Olor a nuevo

  • Olor a nuevo

    Lo vi claro. De nuevo. Ayer, camino del set de Catalunya Ràdio desde donde seguí la manifestación por el Estado propio para Catalunya. Desde el Poblenou hasta la Ciutadella, en moto, la marcha de mucha gente ya había empezado. Se palpaban las ganas de movimiento. De avanzar. Familias enteras, grupos de amigos, parejas jóvenes y mayores desfilaban y lo hacían muy mayoritariamente con banderas estelades . Nuevas. También la mayoría. Sintomático. 
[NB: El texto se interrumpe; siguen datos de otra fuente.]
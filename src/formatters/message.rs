//! NDJSON message log.

use async_trait::async_trait;
use tokio::io::AsyncWriteExt;

use crate::{
    file_writing::{FileFormatter, FileOutput, OutputWriter},
    formatter::FormatterError,
    messages::Envelope,
};

/// Writes each envelope as one line of JSON, in arrival order.
#[derive(Clone, Copy, Debug, Default)]
pub struct MessageOutput;

impl MessageOutput {
    pub const NAME: &'static str = "message";
    pub const DEFAULT_FILE_NAME: &'static str = "reqnroll_report.ndjson";
    pub const EXTENSION: &'static str = ".ndjson";
}

#[async_trait]
impl FileOutput for MessageOutput {
    fn name(&self) -> &str { Self::NAME }

    fn default_file_name(&self) -> &str { Self::DEFAULT_FILE_NAME }

    fn extension(&self) -> &str { Self::EXTENSION }

    async fn write_envelope(
        &mut self,
        envelope: &Envelope,
        writer: &mut OutputWriter,
    ) -> Result<(), FormatterError> {
        let mut line = serde_json::to_vec(envelope)?;
        line.push(b'\n');
        writer.write_all(&line).await?;
        Ok(())
    }
}

/// The `message` formatter.
pub type MessageFormatter = FileFormatter<MessageOutput>;

#[must_use]
pub fn message_formatter() -> MessageFormatter { FileFormatter::new(MessageOutput) }

#[cfg(test)]
mod tests {
    use std::sync::Arc;

    use tempfile::TempDir;

    use super::*;
    use crate::{
        config::{FormatterConfiguration, MapEnvironment, PlaceholderResolver},
        formatter::{Formatter, FormatterContext},
        messages::{TestRunFinished, TestRunStarted},
    };

    #[tokio::test]
    async fn writes_one_line_per_envelope() {
        let dir = TempDir::new().expect("temp dir");
        let context = FormatterContext::new(Arc::new(PlaceholderResolver::from_environment(Arc::new(
            MapEnvironment::new(),
        ))));
        let config = FormatterConfiguration::default()
            .with_output_file_path(dir.path().join("run").to_string_lossy().into_owned());

        let mut formatter = message_formatter();
        formatter.initialize(&config, &context).await.expect("initialize");
        let envelopes: Vec<Envelope> = vec![
            TestRunStarted::default().into(),
            TestRunFinished {
                success: true,
                ..TestRunFinished::default()
            }
            .into(),
        ];
        for envelope in &envelopes {
            formatter.process(envelope).await.expect("process");
        }
        formatter.finish().await.expect("finish");

        let written = std::fs::read_to_string(dir.path().join("run.ndjson")).expect("read log");
        let parsed: Vec<Envelope> = written
            .lines()
            .map(|line| serde_json::from_str(line).expect("valid line"))
            .collect();
        assert_eq!(parsed, envelopes);
    }
}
    Catalunya aún no, pero el independentismo, el soberanismo, se ha emancipado. De los políticos, de los clichés, de la caricatura. La transversalidad de las caras, las edades y la condición social de los muchísimos que ayer salieron a manifestarse lo ha retratado igual como lo llevan retratando las encuestas, una tras otra, y los ciclos electorales, sobre todo los últimos. Nada de caspa. Nada de friqui. Nada de histérico. Y si lo hay, en la misma proporción que tras cualquier otra bandera. Ayer en las calles de Barcelona olía a nuevo. A bandera nueva. A entusiasmo renovado. A nuevas incorporaciones. A ganas de respirar aire libre. Porque lo de ayer fue de eso, de libertad. La que reclaman cada día capas más amplias y transversales de una sociedad catalana que aspira legítimamente a poder decidir. En libertad. Simplemente eso. Sencillamente eso. Tan complicadamente eso. 

    No será fácil. Nadie dijo que lo fuera. Pero las excusas para oponerse al derecho a decidir en libertad del pueblo catalán se antojan cada día más difíciles. Más antiguas. Más caducas. Más inconsistentes. Como cuando Rajoy habla de «lío». Dicen que no es el momento. Para algunos nunca lo será. Dicen que una Catalunya con Estado propio no será el paraíso y que tendremos muchos problemas. Y tienen razón. ¿Quizá los de un país normal y libre? Ayer se movilizó más gente que nunca en Catalunya, reclamando eso. No el paraíso. La libertad.